[EXERCISE BRIEF] The lines to copy are those in the listing that hold the word "PathBuf".
== Segment start ==
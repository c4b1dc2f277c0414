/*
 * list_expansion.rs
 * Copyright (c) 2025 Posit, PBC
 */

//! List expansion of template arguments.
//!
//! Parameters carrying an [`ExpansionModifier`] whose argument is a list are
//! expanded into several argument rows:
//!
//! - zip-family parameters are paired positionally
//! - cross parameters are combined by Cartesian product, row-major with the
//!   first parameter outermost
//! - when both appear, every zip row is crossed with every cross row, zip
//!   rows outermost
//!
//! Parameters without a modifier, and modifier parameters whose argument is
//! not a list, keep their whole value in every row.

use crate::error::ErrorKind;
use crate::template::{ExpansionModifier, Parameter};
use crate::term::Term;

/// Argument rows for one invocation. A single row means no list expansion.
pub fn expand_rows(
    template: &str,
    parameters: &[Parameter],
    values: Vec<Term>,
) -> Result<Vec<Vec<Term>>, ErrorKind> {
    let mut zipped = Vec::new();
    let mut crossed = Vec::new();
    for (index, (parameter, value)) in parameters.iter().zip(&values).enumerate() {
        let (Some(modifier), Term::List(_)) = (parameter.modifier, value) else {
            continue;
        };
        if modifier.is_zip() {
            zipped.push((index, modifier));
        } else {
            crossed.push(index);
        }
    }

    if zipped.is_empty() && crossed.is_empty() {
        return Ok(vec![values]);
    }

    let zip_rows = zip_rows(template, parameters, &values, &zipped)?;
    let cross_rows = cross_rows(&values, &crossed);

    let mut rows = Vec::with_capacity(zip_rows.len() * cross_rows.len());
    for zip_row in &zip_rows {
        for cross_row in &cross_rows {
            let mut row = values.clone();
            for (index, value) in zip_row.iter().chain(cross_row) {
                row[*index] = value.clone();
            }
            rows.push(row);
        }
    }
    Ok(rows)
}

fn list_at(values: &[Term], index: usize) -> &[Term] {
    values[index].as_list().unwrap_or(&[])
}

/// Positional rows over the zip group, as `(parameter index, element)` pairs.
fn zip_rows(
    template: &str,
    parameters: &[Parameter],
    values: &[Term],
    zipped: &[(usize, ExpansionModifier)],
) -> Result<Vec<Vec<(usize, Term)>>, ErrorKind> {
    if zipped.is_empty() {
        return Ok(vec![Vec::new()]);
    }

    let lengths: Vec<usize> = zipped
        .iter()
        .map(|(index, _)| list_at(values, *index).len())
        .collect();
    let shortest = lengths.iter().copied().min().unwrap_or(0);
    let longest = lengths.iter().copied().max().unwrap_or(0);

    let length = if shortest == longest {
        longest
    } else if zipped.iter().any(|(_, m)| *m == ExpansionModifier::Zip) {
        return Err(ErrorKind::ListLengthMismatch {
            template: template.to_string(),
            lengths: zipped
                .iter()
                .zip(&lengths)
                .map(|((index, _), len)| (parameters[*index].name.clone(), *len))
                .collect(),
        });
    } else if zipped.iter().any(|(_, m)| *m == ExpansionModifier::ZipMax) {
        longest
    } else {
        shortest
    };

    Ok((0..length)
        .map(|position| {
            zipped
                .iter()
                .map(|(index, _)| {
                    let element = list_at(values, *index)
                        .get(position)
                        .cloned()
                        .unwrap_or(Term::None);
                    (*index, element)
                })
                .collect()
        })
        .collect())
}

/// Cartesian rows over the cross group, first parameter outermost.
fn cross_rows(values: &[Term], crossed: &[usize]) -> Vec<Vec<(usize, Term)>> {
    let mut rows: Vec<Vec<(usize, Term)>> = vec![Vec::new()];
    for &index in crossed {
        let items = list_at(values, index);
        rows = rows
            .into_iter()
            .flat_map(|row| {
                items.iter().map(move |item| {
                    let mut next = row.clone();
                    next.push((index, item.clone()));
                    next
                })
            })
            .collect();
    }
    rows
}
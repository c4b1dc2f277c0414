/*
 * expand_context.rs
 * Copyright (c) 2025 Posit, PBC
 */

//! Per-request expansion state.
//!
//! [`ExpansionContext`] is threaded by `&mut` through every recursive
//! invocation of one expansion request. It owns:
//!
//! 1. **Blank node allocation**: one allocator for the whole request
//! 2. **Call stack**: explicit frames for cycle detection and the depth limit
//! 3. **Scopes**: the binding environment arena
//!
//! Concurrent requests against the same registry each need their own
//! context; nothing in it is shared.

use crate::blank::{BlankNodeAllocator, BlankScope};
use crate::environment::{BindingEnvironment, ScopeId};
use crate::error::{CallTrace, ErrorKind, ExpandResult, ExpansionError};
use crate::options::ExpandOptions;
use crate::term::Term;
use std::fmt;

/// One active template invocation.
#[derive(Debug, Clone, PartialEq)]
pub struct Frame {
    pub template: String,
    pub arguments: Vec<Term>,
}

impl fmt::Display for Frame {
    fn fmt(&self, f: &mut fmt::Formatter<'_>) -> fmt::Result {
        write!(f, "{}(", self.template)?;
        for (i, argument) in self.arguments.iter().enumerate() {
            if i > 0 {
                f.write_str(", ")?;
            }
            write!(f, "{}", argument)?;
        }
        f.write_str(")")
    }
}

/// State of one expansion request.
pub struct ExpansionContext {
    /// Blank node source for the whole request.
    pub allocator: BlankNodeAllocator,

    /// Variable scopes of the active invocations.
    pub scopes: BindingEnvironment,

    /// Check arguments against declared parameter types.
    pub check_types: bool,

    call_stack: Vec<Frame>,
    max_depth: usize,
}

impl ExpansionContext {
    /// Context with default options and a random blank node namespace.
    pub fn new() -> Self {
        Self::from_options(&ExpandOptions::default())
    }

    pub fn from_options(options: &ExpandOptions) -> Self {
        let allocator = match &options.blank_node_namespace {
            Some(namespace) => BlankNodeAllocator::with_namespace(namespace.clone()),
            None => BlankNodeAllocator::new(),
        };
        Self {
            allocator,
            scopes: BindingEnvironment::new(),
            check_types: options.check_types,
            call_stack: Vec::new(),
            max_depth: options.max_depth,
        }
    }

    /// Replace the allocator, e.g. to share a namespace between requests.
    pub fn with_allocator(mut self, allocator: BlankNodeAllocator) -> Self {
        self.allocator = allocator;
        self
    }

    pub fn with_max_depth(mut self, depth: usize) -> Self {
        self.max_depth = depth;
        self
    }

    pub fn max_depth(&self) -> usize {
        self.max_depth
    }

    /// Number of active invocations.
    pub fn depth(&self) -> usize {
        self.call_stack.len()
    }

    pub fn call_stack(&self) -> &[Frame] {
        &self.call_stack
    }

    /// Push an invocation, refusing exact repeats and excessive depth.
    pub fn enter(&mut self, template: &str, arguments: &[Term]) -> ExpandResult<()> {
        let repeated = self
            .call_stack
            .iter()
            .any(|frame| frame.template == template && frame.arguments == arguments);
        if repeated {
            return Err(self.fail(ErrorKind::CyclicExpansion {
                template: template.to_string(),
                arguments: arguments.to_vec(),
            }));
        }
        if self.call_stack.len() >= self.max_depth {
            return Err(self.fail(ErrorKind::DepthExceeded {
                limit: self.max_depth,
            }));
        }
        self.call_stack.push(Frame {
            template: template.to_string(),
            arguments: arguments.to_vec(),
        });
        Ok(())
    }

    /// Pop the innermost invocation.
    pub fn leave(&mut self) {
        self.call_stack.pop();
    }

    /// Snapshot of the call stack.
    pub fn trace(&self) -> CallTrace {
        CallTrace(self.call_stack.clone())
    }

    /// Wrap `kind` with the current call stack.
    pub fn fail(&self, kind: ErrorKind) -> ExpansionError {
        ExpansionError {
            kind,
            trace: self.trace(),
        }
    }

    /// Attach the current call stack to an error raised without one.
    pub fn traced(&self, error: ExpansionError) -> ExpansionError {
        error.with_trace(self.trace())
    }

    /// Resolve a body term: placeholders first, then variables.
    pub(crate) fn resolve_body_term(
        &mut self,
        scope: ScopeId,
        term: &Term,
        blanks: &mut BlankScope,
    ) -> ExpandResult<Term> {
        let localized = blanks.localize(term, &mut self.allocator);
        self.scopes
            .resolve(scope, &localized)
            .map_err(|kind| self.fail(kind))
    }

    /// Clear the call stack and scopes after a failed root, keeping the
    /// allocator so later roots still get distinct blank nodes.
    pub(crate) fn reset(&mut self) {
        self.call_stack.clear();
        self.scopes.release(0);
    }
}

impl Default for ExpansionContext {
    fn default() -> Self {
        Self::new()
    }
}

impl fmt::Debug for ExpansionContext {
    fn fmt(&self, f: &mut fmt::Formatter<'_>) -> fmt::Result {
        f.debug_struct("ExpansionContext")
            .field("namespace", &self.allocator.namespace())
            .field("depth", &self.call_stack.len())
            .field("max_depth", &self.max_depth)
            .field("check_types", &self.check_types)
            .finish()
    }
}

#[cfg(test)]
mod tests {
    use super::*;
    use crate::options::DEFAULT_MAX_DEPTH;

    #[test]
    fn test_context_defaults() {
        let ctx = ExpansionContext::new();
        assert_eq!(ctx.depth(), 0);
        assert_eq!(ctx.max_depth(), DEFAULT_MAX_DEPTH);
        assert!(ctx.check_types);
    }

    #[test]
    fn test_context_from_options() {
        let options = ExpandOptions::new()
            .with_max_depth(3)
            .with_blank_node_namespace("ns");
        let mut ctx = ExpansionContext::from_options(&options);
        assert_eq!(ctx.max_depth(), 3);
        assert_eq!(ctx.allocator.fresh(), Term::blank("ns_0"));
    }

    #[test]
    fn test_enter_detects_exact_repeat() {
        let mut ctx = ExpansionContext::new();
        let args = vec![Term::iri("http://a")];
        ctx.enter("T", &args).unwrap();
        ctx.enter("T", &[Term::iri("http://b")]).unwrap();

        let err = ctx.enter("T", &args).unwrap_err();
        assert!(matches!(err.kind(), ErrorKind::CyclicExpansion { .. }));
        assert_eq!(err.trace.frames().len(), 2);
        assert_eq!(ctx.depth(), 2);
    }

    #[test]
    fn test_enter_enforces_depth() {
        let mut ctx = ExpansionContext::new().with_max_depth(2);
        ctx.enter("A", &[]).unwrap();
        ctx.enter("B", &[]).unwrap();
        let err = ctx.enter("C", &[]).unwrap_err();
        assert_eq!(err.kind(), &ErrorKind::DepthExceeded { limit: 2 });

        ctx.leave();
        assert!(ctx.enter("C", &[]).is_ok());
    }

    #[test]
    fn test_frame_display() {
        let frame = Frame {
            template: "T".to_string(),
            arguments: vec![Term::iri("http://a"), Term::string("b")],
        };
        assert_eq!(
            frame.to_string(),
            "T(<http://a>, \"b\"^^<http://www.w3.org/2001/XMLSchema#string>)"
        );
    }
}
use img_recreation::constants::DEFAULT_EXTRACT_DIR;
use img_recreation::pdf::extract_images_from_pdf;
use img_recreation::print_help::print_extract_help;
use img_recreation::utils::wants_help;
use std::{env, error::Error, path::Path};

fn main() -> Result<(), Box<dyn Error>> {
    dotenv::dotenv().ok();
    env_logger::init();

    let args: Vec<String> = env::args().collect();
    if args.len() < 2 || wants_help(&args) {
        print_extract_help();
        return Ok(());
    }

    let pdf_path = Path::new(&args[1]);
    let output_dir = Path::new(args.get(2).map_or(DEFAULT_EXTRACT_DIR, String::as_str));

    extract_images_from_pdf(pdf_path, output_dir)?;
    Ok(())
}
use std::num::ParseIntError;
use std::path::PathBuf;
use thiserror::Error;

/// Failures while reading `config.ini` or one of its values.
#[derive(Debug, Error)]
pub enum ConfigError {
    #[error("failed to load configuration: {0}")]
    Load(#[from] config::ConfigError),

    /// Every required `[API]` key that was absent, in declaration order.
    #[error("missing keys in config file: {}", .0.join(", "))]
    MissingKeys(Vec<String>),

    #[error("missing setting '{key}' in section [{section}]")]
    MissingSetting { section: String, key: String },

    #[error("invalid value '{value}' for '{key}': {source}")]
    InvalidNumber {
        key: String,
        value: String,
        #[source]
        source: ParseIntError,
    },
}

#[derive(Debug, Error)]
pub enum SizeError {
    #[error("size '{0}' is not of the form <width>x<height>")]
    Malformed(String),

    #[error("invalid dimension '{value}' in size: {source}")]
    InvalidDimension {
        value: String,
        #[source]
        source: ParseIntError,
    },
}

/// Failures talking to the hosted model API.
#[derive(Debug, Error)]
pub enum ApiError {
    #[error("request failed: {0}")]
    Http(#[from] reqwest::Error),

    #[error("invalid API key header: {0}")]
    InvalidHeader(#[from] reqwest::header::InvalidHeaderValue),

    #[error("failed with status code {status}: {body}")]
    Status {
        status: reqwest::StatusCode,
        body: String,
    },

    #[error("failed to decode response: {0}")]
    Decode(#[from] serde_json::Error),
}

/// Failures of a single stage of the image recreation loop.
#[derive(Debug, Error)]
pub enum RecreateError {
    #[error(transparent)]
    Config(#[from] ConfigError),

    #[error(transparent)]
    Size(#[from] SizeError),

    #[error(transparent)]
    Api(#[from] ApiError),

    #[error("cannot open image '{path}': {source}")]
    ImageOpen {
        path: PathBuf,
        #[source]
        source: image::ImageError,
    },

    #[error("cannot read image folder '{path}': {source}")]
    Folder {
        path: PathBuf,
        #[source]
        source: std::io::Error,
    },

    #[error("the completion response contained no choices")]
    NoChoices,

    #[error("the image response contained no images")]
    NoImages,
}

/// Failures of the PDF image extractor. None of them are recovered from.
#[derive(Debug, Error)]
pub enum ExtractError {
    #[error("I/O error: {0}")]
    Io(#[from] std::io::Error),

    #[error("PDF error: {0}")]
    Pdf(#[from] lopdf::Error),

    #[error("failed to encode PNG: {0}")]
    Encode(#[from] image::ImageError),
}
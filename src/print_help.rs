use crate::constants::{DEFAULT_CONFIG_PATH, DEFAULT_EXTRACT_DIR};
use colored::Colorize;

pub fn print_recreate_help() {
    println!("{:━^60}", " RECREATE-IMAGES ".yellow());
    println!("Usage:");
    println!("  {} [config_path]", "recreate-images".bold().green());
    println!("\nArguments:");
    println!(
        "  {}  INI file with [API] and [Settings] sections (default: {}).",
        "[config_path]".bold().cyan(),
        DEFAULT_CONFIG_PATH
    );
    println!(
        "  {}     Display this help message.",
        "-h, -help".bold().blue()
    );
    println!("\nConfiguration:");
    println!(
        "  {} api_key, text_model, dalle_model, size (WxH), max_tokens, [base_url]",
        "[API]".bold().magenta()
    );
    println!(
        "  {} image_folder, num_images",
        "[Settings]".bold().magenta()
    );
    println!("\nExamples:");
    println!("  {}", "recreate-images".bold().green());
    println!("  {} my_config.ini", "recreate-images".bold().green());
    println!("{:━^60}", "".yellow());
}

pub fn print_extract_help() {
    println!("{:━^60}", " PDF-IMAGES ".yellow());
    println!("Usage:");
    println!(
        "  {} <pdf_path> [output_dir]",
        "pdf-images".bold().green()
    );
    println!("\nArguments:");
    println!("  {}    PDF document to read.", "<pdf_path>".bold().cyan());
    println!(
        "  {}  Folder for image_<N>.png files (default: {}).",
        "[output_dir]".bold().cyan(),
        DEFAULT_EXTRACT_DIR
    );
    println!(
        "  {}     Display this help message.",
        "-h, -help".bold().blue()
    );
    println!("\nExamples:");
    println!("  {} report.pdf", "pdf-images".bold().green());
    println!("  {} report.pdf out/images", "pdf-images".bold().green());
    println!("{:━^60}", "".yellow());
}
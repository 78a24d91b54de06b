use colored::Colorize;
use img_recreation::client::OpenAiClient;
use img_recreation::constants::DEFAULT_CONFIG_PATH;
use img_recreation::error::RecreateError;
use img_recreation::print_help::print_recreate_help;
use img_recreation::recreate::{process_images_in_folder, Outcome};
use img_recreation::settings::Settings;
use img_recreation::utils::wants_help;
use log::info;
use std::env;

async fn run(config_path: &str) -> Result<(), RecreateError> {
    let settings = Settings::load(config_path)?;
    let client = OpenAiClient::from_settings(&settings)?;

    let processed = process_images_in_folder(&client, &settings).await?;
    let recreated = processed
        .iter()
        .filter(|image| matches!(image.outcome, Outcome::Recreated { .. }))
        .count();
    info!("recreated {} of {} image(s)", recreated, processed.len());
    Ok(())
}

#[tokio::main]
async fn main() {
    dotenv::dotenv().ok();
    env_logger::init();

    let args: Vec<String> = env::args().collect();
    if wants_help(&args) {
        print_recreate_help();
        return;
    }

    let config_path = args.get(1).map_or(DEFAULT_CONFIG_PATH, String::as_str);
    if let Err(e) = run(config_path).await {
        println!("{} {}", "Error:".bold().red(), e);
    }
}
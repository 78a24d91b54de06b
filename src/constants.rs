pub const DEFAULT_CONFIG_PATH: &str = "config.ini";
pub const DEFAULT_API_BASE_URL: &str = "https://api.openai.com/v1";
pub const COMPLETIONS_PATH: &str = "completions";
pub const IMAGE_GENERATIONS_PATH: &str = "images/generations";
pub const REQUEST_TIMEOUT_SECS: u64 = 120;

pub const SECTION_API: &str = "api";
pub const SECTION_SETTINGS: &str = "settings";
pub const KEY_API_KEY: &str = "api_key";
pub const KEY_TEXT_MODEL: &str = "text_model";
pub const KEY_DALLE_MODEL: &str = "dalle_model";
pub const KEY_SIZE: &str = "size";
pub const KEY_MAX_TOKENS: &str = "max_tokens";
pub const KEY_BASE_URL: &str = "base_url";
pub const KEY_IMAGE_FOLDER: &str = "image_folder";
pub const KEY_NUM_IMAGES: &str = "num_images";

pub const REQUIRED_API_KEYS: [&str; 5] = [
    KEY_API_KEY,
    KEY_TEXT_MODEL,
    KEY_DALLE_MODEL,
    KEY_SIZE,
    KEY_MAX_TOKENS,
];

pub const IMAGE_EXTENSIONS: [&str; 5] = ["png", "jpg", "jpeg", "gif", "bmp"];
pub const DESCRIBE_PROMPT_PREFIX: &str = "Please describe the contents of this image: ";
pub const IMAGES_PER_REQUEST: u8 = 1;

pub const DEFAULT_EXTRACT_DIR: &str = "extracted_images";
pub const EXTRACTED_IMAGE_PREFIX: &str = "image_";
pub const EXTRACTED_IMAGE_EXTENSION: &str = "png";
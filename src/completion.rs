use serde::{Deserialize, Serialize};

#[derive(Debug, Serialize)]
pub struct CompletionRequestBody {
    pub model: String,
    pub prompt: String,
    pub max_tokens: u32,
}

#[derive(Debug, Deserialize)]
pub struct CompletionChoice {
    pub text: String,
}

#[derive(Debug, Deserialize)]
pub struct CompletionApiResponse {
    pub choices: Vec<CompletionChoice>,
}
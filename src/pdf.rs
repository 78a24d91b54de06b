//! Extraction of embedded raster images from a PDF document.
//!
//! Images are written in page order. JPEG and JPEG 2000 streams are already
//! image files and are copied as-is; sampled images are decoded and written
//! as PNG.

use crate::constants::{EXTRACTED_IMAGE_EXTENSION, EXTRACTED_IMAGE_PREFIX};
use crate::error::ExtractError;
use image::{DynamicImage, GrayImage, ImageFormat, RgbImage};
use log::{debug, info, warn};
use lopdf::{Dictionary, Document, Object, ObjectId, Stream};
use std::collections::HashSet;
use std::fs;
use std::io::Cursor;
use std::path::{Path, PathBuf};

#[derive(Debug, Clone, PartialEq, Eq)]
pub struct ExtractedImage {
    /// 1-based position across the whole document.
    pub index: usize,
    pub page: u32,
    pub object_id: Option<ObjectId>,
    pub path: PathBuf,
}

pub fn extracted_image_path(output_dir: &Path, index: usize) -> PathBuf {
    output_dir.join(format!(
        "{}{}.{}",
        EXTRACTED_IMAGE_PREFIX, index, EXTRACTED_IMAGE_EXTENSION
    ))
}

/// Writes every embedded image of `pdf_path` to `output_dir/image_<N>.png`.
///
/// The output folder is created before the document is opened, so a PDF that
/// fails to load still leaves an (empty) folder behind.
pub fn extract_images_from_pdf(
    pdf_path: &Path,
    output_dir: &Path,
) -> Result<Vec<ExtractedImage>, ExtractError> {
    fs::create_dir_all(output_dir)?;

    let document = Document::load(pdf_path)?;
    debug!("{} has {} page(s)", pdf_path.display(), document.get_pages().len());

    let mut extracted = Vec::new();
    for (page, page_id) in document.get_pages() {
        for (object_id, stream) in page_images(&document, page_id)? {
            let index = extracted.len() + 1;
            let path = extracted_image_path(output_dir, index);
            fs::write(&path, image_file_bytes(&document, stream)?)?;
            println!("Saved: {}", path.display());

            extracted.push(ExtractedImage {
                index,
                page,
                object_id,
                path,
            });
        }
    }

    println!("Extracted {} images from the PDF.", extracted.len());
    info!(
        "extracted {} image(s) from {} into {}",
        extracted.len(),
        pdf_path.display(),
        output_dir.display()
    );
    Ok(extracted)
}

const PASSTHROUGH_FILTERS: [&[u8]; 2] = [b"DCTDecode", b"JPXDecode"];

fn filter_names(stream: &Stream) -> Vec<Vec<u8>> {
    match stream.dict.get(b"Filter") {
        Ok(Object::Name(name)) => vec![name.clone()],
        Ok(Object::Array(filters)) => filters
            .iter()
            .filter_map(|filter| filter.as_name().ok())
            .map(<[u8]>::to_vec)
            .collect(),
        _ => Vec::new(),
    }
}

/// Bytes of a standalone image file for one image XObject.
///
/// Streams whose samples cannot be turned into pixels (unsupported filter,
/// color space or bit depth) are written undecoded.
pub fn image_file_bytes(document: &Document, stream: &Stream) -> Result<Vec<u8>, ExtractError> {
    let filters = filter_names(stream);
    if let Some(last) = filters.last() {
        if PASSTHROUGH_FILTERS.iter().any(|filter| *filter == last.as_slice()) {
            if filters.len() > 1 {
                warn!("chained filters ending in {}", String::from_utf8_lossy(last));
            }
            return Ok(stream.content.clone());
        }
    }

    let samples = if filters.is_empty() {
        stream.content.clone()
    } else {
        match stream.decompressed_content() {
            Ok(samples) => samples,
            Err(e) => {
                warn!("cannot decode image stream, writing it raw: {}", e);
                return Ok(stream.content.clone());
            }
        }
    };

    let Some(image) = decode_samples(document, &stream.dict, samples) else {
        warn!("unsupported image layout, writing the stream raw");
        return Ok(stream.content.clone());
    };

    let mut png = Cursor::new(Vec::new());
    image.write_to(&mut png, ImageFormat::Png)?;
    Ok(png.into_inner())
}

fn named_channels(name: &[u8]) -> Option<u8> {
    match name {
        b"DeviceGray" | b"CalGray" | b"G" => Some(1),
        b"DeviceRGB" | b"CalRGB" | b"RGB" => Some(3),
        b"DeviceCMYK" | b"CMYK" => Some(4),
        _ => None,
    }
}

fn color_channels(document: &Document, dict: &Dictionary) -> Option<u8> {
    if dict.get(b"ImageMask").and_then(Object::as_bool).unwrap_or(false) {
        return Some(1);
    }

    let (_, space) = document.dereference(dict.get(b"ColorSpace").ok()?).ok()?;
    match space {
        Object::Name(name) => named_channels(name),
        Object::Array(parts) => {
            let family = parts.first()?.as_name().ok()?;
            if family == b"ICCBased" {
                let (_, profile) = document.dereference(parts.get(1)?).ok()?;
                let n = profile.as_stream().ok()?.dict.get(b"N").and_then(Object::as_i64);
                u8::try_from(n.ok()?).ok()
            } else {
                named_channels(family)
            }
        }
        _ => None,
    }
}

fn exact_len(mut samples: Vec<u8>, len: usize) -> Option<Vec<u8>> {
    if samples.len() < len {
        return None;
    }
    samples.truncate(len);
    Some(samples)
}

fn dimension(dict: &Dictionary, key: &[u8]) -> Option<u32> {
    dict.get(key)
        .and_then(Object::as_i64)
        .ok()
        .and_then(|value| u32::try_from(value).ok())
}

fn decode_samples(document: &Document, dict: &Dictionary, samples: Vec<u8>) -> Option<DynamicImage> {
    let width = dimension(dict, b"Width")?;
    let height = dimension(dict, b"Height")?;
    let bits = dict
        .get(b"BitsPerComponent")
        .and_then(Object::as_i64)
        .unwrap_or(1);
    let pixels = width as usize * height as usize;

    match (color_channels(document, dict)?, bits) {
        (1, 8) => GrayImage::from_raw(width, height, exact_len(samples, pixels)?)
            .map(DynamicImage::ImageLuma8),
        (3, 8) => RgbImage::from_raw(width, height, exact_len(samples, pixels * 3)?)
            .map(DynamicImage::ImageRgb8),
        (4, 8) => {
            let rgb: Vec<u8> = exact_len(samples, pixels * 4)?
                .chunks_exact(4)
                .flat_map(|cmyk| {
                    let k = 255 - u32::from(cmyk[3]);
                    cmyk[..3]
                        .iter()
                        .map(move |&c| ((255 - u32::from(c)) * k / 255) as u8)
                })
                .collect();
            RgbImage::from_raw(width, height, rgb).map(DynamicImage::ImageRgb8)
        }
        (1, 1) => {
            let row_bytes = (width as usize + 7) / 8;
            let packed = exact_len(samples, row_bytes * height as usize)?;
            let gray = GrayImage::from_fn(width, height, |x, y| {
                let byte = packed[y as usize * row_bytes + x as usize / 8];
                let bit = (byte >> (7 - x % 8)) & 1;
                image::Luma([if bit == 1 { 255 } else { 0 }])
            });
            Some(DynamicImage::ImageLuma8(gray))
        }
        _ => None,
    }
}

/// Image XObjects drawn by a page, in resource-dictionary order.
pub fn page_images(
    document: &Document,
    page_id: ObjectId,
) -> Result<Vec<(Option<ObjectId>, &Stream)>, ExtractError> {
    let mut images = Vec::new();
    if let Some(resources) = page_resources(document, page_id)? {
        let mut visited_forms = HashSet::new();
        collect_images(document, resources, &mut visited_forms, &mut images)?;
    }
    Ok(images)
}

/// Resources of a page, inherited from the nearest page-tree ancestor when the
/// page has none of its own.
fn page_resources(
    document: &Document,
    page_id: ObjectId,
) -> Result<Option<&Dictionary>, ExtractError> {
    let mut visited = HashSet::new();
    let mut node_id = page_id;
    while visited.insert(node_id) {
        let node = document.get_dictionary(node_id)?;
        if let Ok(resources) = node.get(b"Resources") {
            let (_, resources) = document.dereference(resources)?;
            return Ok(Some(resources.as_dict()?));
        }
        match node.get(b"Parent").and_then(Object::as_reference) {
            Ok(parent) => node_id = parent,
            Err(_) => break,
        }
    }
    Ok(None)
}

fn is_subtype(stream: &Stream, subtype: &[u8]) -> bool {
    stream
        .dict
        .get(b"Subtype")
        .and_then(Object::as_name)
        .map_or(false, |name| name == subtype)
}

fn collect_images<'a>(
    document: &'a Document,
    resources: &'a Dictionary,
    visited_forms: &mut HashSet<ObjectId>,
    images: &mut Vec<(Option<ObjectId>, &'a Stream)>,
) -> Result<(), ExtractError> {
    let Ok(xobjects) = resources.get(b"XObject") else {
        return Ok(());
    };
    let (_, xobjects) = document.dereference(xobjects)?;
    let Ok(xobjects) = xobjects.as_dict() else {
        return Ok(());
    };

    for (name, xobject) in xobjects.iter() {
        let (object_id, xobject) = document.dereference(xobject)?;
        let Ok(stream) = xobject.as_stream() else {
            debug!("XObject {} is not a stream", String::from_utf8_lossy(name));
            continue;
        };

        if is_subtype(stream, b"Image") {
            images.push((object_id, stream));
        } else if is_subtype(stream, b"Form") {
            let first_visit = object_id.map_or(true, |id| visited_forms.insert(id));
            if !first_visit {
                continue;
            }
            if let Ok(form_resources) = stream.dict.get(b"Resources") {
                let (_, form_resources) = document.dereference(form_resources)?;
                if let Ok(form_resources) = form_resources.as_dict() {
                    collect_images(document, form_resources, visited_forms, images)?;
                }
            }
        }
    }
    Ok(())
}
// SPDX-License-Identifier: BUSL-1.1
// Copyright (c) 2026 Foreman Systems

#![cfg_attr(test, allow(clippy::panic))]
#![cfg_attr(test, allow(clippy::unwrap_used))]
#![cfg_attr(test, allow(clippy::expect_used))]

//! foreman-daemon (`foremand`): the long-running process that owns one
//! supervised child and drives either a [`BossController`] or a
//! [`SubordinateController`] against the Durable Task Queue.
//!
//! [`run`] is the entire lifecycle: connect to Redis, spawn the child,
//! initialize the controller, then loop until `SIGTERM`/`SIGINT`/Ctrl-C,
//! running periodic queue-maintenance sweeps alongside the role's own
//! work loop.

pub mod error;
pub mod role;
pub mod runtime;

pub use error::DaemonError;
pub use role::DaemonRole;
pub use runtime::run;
== Segment end ==
[SOLVED PROBLEM]
use std::path::PathBuf;
        path: PathBuf,
        path: PathBuf,
use std::path::{Path, PathBuf};
    pub path: PathBuf,
pub fn extracted_image_path(output_dir: &Path, index: usize) -> PathBuf {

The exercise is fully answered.